Where the records below have a line with "ApiRequest", that line is to be copied.

### Records to process
++++++++

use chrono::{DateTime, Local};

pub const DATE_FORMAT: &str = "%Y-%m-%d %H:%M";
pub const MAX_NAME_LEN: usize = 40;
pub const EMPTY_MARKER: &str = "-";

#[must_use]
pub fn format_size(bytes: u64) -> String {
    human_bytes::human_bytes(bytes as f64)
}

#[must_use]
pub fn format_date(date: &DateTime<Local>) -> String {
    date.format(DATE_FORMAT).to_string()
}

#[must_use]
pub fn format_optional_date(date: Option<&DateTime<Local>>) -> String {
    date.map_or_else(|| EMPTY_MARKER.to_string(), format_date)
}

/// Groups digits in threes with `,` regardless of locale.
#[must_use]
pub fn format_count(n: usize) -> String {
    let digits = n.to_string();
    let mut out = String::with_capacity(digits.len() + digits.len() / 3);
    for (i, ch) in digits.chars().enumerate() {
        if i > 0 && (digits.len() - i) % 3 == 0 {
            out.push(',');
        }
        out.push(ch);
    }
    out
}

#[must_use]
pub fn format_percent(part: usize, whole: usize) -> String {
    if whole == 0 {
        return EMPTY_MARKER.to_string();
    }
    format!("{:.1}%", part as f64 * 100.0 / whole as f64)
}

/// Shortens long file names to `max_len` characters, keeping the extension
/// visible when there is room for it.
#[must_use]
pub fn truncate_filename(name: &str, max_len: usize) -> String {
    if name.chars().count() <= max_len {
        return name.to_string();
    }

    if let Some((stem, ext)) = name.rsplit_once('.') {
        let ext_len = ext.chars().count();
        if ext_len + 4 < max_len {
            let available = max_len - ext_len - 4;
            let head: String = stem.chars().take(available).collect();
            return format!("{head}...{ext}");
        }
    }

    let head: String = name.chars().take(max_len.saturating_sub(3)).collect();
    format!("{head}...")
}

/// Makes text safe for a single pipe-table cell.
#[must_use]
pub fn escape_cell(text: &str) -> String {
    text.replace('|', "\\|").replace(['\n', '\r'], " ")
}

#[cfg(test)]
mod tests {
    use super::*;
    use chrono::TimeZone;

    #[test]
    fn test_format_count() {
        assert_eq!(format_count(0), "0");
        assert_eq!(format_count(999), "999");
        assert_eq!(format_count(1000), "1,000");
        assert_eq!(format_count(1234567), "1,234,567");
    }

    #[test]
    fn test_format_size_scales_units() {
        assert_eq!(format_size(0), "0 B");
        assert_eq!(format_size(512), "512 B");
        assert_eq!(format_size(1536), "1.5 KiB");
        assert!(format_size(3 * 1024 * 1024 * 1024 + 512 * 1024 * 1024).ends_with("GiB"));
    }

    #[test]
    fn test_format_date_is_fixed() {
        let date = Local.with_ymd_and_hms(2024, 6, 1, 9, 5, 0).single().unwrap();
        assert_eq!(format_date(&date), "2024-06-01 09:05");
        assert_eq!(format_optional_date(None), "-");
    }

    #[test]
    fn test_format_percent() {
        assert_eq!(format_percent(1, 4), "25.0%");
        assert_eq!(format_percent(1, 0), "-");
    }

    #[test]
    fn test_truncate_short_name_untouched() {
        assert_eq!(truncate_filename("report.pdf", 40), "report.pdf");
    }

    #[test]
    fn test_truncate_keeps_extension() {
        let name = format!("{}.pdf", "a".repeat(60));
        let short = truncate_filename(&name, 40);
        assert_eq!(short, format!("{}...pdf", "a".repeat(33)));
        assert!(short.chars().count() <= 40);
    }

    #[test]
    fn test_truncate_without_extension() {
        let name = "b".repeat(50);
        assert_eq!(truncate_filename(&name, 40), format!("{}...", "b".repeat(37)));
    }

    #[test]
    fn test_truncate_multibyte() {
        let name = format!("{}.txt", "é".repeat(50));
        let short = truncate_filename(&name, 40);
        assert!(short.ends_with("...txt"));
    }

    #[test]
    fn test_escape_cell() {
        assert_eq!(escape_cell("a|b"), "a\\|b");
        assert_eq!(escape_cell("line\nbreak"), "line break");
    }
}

++++++++

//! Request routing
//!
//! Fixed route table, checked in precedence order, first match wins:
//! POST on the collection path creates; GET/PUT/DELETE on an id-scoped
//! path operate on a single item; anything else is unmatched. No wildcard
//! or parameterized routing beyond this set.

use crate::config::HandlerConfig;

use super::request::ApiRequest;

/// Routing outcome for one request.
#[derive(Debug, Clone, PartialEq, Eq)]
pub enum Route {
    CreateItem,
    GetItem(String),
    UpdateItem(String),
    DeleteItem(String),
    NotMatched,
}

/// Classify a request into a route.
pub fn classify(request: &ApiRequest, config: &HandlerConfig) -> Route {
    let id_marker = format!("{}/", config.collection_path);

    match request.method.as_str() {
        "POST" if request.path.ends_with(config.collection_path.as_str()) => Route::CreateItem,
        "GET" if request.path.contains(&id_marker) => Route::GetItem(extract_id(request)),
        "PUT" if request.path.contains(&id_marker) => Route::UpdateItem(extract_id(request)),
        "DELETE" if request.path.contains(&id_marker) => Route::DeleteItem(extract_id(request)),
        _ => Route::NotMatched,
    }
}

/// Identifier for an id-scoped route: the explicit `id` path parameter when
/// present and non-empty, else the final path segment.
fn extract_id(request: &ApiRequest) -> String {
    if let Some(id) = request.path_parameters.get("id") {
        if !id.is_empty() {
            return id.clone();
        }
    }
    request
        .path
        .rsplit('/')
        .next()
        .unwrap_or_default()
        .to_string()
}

++++++++

### Exercise answer
use super::request::ApiRequest;
pub fn classify(request: &ApiRequest, config: &HandlerConfig) -> Route {
fn extract_id(request: &ApiRequest) -> String {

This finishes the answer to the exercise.